[Records contained in a dataset]
BEGIN

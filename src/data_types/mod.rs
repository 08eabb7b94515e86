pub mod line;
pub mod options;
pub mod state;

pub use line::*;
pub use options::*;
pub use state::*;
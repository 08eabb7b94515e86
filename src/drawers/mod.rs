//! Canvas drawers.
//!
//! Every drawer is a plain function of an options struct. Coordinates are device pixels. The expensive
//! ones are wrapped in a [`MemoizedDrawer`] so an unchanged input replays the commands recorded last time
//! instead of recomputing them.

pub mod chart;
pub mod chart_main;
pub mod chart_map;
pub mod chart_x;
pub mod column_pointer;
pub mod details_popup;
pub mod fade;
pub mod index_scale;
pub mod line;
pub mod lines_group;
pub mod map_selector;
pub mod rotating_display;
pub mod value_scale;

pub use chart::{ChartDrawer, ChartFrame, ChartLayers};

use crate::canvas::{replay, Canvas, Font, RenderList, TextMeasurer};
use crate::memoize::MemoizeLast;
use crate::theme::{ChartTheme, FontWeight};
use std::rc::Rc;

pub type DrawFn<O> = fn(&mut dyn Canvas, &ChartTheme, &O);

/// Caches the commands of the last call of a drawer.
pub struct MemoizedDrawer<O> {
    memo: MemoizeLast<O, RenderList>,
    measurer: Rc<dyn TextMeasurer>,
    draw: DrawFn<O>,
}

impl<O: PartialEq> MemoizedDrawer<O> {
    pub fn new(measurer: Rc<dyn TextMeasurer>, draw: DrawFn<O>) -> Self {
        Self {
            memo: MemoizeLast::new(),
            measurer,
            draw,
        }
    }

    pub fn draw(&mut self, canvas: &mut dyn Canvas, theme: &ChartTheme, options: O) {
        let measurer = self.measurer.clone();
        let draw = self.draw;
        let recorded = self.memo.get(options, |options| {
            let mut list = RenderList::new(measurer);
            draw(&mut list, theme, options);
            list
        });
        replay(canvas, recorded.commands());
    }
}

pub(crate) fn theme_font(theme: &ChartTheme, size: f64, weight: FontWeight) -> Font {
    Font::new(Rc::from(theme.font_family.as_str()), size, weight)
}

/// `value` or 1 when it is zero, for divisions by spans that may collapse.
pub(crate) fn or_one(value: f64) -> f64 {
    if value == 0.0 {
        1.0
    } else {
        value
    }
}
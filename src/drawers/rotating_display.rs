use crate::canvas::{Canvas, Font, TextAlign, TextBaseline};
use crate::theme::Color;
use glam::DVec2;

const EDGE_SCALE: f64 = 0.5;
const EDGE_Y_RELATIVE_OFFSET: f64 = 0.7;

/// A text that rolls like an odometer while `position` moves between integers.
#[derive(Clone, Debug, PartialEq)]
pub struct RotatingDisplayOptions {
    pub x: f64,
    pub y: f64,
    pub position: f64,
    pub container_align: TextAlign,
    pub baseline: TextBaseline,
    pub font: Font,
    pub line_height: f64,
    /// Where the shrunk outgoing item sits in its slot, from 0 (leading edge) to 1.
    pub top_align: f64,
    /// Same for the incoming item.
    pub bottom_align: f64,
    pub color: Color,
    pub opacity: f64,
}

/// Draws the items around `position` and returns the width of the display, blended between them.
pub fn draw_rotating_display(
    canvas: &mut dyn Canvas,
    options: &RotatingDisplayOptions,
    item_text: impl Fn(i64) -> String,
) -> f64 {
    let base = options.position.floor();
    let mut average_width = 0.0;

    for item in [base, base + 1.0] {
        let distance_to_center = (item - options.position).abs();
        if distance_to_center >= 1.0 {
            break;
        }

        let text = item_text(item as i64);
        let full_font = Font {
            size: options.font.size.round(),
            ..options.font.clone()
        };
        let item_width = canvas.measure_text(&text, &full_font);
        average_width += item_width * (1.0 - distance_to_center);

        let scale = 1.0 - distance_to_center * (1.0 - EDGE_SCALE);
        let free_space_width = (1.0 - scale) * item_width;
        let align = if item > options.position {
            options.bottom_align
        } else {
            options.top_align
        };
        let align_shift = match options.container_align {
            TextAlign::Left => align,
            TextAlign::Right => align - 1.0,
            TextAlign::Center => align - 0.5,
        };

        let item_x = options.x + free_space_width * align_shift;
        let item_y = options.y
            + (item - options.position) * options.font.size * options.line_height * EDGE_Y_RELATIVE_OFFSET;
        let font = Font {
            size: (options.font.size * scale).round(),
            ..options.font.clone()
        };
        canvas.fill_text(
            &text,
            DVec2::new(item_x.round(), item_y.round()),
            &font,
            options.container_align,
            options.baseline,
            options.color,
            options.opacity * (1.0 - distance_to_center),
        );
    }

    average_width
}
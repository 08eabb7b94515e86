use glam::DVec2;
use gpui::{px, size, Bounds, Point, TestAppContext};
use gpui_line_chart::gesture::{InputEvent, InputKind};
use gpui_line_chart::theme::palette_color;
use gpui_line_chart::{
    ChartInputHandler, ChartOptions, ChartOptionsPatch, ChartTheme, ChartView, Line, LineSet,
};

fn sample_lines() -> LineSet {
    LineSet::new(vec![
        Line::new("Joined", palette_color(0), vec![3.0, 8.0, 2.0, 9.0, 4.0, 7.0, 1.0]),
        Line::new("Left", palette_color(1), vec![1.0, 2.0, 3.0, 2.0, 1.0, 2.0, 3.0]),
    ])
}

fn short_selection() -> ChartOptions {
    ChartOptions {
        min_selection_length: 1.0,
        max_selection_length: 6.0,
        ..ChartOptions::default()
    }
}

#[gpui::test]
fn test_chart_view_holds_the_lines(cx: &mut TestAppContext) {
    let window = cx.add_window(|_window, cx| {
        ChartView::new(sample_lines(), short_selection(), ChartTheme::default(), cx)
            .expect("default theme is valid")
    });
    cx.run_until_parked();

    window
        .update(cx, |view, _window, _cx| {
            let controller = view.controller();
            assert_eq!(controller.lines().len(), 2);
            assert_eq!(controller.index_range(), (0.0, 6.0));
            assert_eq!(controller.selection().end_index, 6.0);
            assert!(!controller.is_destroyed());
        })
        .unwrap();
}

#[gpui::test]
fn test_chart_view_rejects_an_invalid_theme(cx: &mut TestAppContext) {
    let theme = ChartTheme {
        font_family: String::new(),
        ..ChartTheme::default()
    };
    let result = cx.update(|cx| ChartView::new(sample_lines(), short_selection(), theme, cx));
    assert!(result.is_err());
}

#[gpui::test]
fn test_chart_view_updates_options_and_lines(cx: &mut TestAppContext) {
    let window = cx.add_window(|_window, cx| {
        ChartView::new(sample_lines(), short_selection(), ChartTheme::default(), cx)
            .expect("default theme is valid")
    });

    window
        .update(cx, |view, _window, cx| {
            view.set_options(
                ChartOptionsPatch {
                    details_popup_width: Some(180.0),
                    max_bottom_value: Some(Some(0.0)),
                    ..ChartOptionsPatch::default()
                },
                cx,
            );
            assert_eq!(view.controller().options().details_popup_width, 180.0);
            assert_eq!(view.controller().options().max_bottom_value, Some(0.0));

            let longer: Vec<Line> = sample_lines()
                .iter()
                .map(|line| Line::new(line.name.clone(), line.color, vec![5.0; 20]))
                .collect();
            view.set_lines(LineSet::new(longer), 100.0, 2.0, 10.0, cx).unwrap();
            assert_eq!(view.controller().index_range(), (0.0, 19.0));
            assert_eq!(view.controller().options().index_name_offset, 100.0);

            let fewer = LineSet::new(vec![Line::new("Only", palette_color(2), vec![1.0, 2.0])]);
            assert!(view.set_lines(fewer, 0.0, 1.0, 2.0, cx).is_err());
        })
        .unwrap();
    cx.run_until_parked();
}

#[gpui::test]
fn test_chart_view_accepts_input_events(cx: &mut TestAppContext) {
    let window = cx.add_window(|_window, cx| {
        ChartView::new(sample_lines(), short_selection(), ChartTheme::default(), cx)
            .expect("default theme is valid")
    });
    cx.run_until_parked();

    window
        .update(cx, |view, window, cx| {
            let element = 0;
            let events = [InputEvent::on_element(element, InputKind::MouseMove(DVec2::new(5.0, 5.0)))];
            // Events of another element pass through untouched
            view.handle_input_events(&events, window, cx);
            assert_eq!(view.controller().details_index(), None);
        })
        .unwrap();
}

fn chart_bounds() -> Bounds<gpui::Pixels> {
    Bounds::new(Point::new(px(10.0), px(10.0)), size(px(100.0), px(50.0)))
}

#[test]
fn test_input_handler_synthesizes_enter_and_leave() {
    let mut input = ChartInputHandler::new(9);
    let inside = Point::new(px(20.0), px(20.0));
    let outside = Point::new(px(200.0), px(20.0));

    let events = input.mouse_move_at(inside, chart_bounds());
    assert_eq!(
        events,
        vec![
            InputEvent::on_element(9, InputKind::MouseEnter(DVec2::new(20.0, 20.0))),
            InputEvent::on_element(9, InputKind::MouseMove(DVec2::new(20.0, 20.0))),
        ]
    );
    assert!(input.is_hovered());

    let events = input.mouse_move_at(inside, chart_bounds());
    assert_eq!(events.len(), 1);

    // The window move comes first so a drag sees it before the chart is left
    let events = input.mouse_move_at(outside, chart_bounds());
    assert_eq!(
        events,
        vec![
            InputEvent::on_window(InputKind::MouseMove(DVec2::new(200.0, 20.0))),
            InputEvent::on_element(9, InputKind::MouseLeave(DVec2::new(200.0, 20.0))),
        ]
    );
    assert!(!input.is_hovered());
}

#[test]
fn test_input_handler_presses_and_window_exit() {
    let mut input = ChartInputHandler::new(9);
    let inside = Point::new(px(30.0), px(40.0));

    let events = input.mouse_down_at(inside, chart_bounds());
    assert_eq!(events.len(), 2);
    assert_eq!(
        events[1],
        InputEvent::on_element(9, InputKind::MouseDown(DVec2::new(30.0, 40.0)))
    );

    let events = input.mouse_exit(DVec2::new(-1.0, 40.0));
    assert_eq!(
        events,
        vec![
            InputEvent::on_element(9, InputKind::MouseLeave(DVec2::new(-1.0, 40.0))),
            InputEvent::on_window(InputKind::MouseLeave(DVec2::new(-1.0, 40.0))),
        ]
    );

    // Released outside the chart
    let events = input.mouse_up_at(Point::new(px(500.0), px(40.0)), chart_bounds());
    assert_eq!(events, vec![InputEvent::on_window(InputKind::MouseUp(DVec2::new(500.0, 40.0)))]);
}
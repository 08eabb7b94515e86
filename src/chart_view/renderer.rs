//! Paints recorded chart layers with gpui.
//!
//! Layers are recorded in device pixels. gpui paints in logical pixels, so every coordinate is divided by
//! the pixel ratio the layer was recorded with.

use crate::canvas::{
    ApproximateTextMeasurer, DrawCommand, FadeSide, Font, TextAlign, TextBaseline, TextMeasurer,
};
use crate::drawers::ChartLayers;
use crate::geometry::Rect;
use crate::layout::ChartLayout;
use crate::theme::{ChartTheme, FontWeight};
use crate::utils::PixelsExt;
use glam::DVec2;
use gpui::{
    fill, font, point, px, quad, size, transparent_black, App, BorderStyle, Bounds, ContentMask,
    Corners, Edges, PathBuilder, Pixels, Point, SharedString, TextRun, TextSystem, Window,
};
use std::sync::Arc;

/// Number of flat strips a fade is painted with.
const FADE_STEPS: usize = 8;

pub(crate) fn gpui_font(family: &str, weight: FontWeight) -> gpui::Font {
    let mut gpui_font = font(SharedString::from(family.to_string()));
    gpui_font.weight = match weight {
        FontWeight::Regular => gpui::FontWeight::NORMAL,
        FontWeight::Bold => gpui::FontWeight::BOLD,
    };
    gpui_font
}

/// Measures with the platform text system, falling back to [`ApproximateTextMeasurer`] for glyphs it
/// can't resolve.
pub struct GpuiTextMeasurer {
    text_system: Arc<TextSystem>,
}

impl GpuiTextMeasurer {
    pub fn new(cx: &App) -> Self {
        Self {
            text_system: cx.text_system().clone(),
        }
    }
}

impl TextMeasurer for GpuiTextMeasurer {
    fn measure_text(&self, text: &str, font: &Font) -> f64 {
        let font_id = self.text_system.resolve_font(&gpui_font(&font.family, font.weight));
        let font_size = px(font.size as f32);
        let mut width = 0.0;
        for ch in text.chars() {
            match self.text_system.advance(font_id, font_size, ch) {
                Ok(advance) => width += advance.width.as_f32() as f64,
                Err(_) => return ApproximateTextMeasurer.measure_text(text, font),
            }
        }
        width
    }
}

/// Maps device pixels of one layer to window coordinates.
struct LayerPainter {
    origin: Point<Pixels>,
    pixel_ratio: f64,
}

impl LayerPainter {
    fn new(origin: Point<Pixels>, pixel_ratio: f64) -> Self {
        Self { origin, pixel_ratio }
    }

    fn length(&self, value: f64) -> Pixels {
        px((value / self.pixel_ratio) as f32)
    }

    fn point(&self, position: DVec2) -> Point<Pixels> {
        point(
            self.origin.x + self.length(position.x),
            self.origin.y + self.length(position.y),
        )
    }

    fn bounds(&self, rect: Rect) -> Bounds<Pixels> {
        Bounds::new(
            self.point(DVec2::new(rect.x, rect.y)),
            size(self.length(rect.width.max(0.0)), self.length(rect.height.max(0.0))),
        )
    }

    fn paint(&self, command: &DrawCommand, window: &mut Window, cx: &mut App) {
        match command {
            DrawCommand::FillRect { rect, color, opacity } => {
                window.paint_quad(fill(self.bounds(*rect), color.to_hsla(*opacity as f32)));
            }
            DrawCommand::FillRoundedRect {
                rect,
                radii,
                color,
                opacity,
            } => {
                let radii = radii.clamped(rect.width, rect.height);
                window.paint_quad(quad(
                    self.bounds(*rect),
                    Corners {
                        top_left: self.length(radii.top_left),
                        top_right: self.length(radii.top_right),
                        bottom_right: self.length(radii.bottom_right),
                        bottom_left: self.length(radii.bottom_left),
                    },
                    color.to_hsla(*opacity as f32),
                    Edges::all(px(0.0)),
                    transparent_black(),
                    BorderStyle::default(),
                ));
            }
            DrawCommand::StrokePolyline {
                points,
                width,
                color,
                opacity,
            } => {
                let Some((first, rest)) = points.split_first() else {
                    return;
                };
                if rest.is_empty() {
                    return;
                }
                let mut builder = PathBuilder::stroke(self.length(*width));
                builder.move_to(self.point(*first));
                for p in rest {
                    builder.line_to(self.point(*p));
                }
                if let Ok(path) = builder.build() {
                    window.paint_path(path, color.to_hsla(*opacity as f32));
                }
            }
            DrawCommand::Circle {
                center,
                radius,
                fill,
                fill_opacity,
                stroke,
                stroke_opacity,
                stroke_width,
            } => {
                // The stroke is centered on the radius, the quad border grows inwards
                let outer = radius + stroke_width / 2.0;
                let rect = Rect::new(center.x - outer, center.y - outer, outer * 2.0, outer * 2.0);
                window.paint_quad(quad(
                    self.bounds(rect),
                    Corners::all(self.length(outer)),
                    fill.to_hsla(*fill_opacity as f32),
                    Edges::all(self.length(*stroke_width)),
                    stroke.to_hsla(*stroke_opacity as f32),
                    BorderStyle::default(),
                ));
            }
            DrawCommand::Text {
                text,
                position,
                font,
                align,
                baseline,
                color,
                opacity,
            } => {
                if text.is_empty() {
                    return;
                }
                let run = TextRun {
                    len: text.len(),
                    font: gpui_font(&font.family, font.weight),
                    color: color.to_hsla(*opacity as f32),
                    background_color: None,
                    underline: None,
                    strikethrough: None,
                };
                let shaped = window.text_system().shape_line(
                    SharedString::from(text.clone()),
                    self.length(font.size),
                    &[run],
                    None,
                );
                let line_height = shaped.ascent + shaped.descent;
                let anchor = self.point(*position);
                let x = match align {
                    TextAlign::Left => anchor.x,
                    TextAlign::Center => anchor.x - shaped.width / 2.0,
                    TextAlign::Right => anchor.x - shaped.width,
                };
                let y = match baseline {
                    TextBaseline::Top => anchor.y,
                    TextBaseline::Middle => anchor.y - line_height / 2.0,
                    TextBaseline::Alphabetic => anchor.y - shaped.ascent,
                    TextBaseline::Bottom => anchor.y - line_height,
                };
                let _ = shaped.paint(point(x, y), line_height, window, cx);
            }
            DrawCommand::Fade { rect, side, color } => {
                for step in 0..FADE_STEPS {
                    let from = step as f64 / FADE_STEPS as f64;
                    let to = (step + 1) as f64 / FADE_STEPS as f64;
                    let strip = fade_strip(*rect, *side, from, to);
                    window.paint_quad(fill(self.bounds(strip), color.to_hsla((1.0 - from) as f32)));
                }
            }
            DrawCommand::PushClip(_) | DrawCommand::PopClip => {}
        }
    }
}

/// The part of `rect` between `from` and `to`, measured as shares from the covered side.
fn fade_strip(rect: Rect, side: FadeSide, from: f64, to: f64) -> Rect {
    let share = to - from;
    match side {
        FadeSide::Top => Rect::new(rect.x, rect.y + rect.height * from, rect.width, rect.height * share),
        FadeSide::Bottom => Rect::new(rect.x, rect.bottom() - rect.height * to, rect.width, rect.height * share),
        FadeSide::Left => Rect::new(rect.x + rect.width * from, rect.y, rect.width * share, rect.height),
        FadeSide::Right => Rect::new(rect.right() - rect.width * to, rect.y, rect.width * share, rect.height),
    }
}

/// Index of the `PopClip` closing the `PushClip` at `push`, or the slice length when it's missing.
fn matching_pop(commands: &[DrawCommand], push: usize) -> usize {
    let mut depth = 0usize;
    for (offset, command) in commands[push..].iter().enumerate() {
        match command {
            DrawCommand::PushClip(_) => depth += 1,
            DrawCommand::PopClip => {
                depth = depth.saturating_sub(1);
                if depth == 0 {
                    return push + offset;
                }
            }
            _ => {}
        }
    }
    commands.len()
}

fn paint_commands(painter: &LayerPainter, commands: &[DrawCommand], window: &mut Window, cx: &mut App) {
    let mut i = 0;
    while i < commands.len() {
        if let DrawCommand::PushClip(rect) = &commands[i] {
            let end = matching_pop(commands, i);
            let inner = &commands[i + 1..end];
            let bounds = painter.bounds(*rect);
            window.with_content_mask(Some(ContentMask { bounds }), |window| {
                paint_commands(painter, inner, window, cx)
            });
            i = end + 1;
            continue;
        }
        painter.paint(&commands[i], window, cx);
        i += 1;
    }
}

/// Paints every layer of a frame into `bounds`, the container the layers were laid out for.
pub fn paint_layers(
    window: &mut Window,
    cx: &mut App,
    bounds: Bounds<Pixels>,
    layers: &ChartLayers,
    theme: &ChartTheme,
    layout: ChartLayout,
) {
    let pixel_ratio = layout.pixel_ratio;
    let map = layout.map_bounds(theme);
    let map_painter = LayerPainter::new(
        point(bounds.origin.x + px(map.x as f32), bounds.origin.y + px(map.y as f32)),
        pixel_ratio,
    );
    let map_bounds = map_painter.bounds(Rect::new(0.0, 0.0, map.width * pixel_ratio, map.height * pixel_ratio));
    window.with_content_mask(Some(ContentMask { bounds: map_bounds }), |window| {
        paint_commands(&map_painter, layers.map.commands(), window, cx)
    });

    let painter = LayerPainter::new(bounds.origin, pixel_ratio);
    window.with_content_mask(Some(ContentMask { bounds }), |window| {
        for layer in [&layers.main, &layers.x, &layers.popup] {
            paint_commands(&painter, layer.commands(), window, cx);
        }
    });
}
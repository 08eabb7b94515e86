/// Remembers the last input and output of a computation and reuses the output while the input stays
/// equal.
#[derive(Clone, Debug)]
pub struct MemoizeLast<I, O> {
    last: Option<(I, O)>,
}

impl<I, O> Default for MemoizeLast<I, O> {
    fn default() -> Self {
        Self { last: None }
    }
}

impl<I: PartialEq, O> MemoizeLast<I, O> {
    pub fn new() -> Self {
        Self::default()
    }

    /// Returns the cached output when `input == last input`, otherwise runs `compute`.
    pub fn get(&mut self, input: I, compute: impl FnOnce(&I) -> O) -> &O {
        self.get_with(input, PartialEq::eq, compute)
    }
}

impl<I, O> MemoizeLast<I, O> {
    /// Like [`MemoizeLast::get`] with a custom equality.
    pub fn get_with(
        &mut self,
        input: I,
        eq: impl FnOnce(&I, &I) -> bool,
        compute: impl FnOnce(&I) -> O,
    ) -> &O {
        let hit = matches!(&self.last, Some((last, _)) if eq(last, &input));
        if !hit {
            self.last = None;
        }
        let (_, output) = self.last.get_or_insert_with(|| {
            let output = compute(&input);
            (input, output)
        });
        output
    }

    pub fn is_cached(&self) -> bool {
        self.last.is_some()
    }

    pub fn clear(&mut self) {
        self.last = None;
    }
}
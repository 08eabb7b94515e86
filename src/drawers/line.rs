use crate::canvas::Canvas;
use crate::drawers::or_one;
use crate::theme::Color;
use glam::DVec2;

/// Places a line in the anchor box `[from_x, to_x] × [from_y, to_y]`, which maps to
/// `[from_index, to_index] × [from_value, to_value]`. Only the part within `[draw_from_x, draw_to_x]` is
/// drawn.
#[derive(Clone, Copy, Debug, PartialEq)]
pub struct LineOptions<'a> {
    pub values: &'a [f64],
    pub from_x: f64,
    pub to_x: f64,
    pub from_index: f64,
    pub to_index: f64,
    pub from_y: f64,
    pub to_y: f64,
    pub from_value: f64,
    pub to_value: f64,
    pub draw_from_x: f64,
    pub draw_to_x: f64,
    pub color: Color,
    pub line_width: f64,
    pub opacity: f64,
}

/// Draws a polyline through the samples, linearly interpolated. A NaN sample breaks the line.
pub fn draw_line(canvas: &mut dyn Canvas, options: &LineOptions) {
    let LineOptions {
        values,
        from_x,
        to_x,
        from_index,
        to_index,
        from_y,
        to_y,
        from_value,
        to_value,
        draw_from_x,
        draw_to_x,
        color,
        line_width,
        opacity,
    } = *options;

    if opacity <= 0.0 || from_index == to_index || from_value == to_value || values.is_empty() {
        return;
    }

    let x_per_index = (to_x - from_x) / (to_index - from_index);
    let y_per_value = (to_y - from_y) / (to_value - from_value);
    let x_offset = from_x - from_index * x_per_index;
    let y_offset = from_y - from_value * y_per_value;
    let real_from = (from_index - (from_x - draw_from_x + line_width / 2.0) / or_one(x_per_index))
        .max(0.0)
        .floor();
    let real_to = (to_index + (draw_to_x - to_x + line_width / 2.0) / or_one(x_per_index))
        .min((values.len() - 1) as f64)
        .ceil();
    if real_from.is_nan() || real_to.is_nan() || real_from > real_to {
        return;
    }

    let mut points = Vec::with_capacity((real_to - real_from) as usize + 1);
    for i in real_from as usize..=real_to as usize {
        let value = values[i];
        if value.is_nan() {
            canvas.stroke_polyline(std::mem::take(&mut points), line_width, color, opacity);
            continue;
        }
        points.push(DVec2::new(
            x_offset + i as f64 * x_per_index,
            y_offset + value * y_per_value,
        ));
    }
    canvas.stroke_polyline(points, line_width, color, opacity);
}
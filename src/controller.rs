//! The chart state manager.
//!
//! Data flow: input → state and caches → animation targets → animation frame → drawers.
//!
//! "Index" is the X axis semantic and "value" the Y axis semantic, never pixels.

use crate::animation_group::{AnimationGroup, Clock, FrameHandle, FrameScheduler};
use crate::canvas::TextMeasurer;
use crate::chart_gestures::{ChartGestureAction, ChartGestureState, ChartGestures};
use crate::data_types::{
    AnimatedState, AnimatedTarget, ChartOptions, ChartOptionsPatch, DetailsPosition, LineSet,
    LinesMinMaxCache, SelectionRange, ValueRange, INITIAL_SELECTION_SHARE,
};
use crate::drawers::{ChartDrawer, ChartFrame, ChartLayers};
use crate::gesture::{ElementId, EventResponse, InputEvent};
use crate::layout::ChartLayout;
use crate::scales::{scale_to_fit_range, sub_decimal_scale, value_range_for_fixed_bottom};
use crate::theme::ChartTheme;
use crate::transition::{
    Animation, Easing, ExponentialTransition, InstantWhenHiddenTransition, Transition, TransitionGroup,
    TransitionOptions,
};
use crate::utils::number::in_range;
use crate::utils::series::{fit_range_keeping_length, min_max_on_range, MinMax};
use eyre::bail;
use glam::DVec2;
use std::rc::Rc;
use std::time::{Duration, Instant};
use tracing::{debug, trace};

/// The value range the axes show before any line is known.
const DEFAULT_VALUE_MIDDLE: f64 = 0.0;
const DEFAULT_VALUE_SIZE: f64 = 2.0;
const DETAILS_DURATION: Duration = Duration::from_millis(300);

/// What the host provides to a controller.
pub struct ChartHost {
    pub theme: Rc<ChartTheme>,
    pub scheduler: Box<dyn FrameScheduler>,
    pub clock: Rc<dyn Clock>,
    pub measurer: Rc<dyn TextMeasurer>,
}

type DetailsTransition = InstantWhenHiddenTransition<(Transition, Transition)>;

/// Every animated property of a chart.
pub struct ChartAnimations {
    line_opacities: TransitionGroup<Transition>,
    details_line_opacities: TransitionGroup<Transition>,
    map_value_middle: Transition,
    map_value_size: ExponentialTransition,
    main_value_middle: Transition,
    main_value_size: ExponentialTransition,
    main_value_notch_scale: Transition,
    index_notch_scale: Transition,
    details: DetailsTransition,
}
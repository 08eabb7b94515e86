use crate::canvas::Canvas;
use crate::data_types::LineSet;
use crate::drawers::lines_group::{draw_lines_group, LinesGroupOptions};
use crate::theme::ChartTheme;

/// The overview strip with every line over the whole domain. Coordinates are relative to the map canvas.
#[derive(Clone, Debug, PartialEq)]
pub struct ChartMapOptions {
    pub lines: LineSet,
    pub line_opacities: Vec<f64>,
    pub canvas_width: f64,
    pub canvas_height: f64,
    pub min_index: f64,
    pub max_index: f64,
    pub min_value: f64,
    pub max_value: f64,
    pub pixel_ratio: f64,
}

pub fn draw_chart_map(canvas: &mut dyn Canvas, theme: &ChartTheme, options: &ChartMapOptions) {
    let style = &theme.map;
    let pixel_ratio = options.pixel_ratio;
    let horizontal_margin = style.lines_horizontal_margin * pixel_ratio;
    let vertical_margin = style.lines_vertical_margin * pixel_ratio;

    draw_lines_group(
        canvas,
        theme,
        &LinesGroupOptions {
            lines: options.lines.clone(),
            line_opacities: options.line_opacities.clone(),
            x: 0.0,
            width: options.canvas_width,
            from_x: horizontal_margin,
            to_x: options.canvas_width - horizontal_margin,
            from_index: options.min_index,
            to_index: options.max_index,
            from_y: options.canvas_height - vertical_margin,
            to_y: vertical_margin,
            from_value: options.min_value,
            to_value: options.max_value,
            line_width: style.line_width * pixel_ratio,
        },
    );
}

END

## WHAT YOU HAVE TO DO
Every line above that holds "LayerPainter" should be tallied; answer with the total alone.

## SOLUTION TO THE PROBLEM
5